そのバカ殿を推す理由が神輿は軽いほうがいい。
ちなみに柴田は少し器量のある三男・信孝を推した。

p.s.司馬さんの新史太閤記の清須会議の部分は、全集でわずか10pほどです。
柴田の使者が秀吉との会話の中から、
信雄を推すと推測しただけで会議では当初から三法師を推しています。
もちろん本書のようなイノシシ狩なんかはありません。
会議もこの本のような4人の密室での会議ではなく、全員でやっています。
それと柴田勝家はもっと重厚です。。



<お市に袖にされた秀吉を黒田官兵衛がなぐさめる>
浅井長政との長男・万福丸の処刑に秀吉が立ち会った。
市がどれだけ頭を下げても秀吉は願いを聞かなかった。
信長に偽ってそっと仏門に入れることもできたはずなのに、秀吉は許さなかった。
それゆえ市に嫌われている。以下官兵衛のモノローグ

「一言申し上げておきますが、万福丸様の件に関しては、
殿は何一つ悔やまれることはありません。
戦において、勝ったものが負けた身内を処刑するのは世の習い。
生かしておくと、必ず将来災いのもとになります。
平清盛入道が、幼き源頼朝公と義経公の兄弟を救ってやったばかりに、
平氏は源氏に滅ぼされてしまったのです。」



<秀吉と官兵衛の会議状況の分析のシーン秀吉の独白>
さすがは官兵衛である。オレが試しているのを見抜いたから言うのではない。
オレは本気で聞いたのだ。並みの軍師なら、ここですぐさま自分の考えを述べるところだが、
官兵衛は違う。決して己の知恵をひけらかすことをしない。
知恵が回りすぎる軍師は、かえって主人に恐れを抱かせるもの。
恐れはやがて不信感となることを官兵衛は知っている。



<宿泊先の西覚寺での諸氏を接待後のねねの独白>
昔もこんな感じだった。藤吉郎は何かと言うと、家に人を連れて来ては、朝まで騒いだ。
最初はただの酒好き、遊び好きだと思っていたが、次第にそうではないことが分かってきた。
藤吉郎はそうやって人の心を掴み、情報を集めていたのだ。

夫は本来暗い人間である。
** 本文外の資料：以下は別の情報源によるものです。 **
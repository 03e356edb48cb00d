mod config;
mod detector;
mod machine;
mod state;

pub use config::{AlarmConfig, format_time_of_day, parse_time_of_day};
pub use detector::ThresholdDetector;
pub use machine::{AlarmSnapshot, AlarmStateMachine, Outcome, Transition};
pub use state::{AlarmEvent, AlarmState, StopReason, TransitionOrigin, TriggerCause};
生まれながらに右手に障害をもっていたこともあり、
本人の話では、子供のときは、人と交わるのが苦手だったそうだ。
でも出世には人脈作りが欠かせないことを知った藤吉郎は、ある時一念発起し、
それ以来見違えるように明るくなった。

だから彼の明るさには無理がある。それが私には分かる。
酒の席の彼を見ていて、たまに胸が苦しくなるのはそのせいだ。
だから私も出来るだけお手伝いしたいと思う。

今も夫は、ただ皆と酒を飲んで騒いでいるのではないのだ。これがあの人の戦なのだ。
こうして人々の心を虜にしていくのだ。ここにいる人たちは、
直接会議とは関係のない人たちだ。でも藤吉郎は知っている。
大衆の人気を掴んだ者が、時代を動かすということを。


敵をできるだけ作らないように動く、秀吉の政治学は非常に素晴らしい。
でっかいのをおみまいするぞ、という米国の政治学を批判する、
ランディニューマンのpolitical science♪歌詞は以下のサイトの訳をご参考まで。
http://ameblo.jp/shionos/entry-10010597808.html
ハイロウズのアメリカ魂に通じるものがあります。